Censorship, Iranian Style: The Working Journalist in an Atmosphere of Terror

April 27, 2016
Isa Saharkhiz
13 min read
Censorship, Iranian Style: The Working Journalist in an Atmosphere of Terror
Censorship, Iranian Style: The Working Journalist in an Atmosphere of Terror

This article was written before the author’s most recent arrest. Authorities arrested Isa Saharkhiz and at four other journalists in early November 2015, accusing them of being part of an “infiltration network.” Saharkhiz has gone on several hunger strikes since his most recent incarceration. On April 26, 2016, the four other journalists arrested were handed down long prison sentences. Saharkhiz's verdict is yet to be announced. 

 

For over a century, since the dawn of the press in Iran, Iranian journalists have experienced unwanted ups and downs in their activities, from intense to light censorship, from self-censorship to sometimes absolute censorship — meaning a complete shutdown of papers and even killings of journalists. Each ebb and flow has its roots in a specific period, be it a revolution, a period of reforms or a coup d’état.

In the span of just one century, Iran has experienced two full-fledged revolutions. The first was the Constitutional Revolution of 1905-1907, which aimed to control an absolute monarchy by establishing a parliament and the rule of law. The second, the Islamic Revolution, overthrew the monarchy and set up a republic. Both carried promises of expanding political and cultural freedoms, establishing democracy and respecting human rights, but both lost their ways and what followed was either disappointing or at times worse than what came before.

When political and cultural battles become intertwined and journalists must engage on both fronts, the media is bound to become a battleground as well. Journalists are sent to prison and the sword seeks to rule the pen by censorship or by force. Along the way, rulers have shut down hundreds of newspapers and magazines, tens of journalists have lost their lives, hundreds of writers have spent years in prisons, and many have taken shelter at home or become exiles.

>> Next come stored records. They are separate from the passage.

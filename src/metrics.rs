//! Prometheus counters for the AMI client.
//!
//! Three label-less counters, scraped by whatever registry the host
//! application exposes.

use prometheus::{core::Collector, IntCounter, Opts, Registry};

/// Counters fed by the client and its reader task.
#[derive(Debug, Clone)]
pub struct AmiMetrics {
    /// Dial attempts.
    connections: IntCounter,
    /// Commands written, including the login.
    messages_sent: IntCounter,
    /// Frames decoded by the reader, including empty ones.
    messages_received: IntCounter,
}

impl AmiMetrics {
    /// Create counters under `namespace` (the service name).
    ///
    /// Characters that are not valid in a metric name are replaced with `_`.
    pub fn new(namespace: &str) -> prometheus::Result<Self> {
        let namespace = sanitize_namespace(namespace);

        let connections = counter(
            &namespace,
            "ami_connections_count",
            "Total number of AMI connection attempts",
        )?;
        let messages_sent = counter(
            &namespace,
            "ami_messages_sent",
            "Total number of AMI commands sent",
        )?;
        let messages_received = counter(
            &namespace,
            "ami_messages_received",
            "Total number of AMI frames received",
        )?;

        Ok(Self {
            connections,
            messages_sent,
            messages_received,
        })
    }

    /// Boxed collectors, ready for `Registry::register`.
    pub fn collectors(&self) -> Vec<Box<dyn Collector>> {
        vec![
            Box::new(self.messages_sent.clone()),
            Box::new(self.messages_received.clone()),
            Box::new(self.connections.clone()),
        ]
    }

    /// Register all three counters with `registry`.
    pub fn register(&self, registry: &Registry) -> prometheus::Result<()> {
        for collector in self.collectors() {
            registry.register(collector)?;
        }
        Ok(())
    }

    pub(crate) fn store_connection_attempt(&self) {
        self.connections
            .inc();
    }

    pub(crate) fn store_sent_message(&self) {
        self.messages_sent
            .inc();
    }

    pub(crate) fn store_received_message(&self) {
        self.messages_received
            .inc();
    }

    /// Dial attempts so far.
    pub fn connection_attempts(&self) -> u64 {
        self.connections
            .get()
    }

    /// Commands written so far.
    pub fn messages_sent(&self) -> u64 {
        self.messages_sent
            .get()
    }

    /// Frames decoded so far.
    pub fn messages_received(&self) -> u64 {
        self.messages_received
            .get()
    }
}

fn counter(namespace: &str, name: &str, help: &str) -> prometheus::Result<IntCounter> {
    IntCounter::with_opts(Opts::new(name, help).namespace(namespace))
}

fn sanitize_namespace(namespace: &str) -> String {
    let mut out: String = namespace
        .chars()
        .map(|c| {
            if c.is_ascii_alphanumeric() || c == '_' || c == ':' {
                c
            } else {
                '_'
            }
        })
        .collect();
    if out
        .chars()
        .next()
        .is_some_and(|c| c.is_ascii_digit())
    {
        out.insert(0, '_');
    }
    out
}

But even the 35 years after the Islamic Revolution have not been uniform. In the early months after, Iran fell prey to religious and ethnic infighting. Then Saddam Hussein’s Iraq invaded the country and occupied parts of its western provinces. The eight-year war that followed consumed both the government and the people in an all-out campaign to drive out the invader.

War imposes its own political conditions and cannot be compared to peacetime. The reasons must be clear. When parts of the country are under the military occupation of a foreign enemy, the state imposes wide-ranging censorship in military and even economic matters as part of the defense of its borders. More importantly, journalists and editors themselves self-censor out of fear that the enemy might take advantage of the information they are publishing.

So we have to set aside not only the first post-revolutionary decade but also a small slice of the second decade, until the implementation of the ceasefire and of the UN Security Council Resolution 598, which ended the war. So it is more appropriate to talk about censorship in Iran in the years since the Iran-Iraq War ended. In this period the government could not use the war as a pretext for pressuring the media, arresting journalists or shutting down newspapers.

Article 24 of the Islamic Republic’s constitution states that “publications and the press have freedom of expression, except when there is an infringement of the basic tenets of Islam or public rights. In this respect detailed provisions will be laid down by law.” According to Article 4 of the 1986 Iranian Press Law, “no government or non-government official should resort to coercive measures against the press to publish an article or essay, or attempt to censure and control the press.” Article 5 adds that “the press is lawfully permitted to acquire and disseminate domestic and foreign news aimed at enhancing public awareness by taking into consideration the best interests of the community and by observing the provisions of the existing law.” A provision to Articles 4 and 5 explicitly declares that violators will be punished.

 

Dual Sovereignty

The real problem in Iran lies with the political and judicial structure of the Islamic Republic. Besides the legislative, executive and judicial branches of the government, the supreme leader has vast powers to slow reform and to imprison not only journalists but also government officials through the military, security and judicial institutions under his control.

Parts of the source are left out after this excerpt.